- YOUR TASK -
In the entries, find all lines that hold the word "JsonlRendererPlugin" and copy them.
Start of Block
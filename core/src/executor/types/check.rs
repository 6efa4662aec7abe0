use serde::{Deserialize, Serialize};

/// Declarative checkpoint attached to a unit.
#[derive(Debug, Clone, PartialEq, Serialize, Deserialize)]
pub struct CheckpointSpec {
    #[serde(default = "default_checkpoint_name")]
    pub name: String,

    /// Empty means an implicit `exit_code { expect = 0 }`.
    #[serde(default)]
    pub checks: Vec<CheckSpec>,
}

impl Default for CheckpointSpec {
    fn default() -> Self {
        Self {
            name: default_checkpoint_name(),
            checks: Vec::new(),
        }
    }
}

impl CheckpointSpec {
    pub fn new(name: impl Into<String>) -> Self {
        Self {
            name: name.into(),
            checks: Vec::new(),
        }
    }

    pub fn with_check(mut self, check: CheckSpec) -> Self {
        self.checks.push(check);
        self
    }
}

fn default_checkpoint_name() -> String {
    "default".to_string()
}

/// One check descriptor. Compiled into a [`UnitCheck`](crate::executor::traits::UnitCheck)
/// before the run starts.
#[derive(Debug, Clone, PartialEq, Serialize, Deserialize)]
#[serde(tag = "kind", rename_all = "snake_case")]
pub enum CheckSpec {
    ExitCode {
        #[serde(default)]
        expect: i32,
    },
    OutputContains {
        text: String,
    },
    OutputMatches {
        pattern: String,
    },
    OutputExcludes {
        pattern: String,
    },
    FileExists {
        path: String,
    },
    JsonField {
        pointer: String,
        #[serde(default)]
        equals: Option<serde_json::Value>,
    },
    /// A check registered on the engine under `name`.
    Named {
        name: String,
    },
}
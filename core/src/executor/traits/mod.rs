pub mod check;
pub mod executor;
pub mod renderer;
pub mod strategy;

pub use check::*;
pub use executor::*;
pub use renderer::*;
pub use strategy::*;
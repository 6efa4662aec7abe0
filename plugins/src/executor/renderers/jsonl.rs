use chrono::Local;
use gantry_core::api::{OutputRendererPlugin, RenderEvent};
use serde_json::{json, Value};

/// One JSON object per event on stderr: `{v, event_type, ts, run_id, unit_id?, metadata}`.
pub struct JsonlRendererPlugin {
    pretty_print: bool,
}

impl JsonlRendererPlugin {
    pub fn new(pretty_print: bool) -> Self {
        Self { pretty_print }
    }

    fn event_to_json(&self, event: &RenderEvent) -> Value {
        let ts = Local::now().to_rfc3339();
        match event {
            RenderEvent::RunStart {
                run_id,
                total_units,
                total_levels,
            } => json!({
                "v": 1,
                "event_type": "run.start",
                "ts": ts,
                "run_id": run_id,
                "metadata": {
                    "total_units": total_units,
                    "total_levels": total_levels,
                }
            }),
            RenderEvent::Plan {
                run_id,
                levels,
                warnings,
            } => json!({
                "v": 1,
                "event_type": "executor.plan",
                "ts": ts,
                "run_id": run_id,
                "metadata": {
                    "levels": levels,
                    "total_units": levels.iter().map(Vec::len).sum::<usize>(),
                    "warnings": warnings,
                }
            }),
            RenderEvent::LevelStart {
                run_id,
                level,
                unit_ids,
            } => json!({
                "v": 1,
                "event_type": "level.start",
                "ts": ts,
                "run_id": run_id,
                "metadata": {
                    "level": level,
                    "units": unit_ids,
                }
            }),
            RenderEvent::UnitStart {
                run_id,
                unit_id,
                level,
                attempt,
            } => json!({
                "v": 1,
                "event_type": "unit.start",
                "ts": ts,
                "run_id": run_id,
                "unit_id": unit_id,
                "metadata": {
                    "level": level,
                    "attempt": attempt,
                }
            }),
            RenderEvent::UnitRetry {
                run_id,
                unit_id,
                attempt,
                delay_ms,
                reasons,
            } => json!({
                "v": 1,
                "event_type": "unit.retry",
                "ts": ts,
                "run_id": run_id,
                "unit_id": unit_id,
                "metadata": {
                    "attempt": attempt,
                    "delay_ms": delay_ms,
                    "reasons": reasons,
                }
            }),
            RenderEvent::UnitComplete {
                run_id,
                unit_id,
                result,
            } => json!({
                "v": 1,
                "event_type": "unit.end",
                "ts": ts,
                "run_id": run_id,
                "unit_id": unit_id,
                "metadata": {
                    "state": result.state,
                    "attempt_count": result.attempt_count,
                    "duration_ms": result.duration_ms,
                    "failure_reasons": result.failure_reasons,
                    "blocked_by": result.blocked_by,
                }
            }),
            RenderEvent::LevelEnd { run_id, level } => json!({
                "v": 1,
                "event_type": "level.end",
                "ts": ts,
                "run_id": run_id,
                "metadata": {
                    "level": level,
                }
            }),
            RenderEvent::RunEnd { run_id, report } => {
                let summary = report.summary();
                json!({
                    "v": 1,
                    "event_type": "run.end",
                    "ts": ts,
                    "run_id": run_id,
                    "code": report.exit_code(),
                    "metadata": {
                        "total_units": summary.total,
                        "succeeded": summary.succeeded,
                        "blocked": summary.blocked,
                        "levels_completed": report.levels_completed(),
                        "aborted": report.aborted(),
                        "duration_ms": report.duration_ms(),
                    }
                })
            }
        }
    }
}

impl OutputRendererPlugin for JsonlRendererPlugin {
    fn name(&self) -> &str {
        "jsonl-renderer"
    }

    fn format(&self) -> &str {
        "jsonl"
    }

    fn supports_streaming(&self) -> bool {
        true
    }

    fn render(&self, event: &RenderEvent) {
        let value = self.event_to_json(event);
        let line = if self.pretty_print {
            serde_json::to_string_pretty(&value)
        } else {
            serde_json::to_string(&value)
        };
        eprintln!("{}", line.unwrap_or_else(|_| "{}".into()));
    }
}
End of Block
Start of Block
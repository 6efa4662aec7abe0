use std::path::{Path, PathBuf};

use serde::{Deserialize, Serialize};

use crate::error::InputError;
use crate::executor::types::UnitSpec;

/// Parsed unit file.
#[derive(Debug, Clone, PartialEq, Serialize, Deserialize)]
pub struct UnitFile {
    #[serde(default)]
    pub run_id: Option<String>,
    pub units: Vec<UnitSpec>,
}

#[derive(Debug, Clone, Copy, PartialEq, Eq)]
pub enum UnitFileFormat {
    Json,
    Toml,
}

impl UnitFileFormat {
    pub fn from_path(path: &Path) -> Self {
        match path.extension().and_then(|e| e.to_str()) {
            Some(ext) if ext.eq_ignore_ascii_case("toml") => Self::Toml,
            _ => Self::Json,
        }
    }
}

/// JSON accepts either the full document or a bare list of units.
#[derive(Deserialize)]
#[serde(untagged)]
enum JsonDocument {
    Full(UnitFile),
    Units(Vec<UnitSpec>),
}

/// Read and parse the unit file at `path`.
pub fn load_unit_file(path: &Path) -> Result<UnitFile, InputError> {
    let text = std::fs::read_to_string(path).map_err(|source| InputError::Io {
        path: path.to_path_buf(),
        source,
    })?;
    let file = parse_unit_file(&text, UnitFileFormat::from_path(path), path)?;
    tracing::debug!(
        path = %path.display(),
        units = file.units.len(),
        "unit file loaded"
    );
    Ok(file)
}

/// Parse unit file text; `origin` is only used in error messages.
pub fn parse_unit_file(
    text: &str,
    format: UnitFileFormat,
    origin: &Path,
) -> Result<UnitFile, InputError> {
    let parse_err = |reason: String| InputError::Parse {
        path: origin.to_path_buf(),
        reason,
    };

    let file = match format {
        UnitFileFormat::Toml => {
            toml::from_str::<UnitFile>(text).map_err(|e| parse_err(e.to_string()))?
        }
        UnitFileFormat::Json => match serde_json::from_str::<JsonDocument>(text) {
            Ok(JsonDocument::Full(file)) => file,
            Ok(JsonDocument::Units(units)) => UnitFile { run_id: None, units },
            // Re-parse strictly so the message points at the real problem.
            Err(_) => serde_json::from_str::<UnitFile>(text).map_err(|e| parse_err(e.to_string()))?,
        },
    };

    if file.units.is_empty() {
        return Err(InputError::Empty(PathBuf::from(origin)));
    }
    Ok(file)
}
End of Block
Start of Block
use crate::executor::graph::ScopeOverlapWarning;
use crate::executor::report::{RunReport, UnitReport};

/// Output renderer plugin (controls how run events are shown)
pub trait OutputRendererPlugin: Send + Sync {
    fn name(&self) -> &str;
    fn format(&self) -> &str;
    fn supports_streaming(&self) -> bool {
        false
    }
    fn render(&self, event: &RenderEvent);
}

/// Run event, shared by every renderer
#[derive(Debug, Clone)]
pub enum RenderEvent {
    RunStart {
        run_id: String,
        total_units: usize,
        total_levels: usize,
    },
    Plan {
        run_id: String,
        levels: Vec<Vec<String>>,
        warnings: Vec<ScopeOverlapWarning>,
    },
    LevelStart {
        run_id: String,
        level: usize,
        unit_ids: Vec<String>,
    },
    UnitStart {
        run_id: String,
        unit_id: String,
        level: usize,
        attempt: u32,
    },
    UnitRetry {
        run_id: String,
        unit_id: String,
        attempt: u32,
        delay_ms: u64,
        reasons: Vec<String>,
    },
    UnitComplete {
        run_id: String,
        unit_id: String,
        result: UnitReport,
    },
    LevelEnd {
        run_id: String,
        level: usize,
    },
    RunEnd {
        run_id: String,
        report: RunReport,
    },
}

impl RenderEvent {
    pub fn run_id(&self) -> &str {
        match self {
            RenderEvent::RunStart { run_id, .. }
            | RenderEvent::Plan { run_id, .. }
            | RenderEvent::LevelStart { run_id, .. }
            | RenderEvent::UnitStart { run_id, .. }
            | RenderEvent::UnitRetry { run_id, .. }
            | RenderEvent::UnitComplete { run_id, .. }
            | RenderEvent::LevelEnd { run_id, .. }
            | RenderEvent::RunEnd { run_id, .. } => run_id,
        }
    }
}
End of Block
- YOUR SOLUTION -
pub struct JsonlRendererPlugin {
impl JsonlRendererPlugin {
impl OutputRendererPlugin for JsonlRendererPlugin {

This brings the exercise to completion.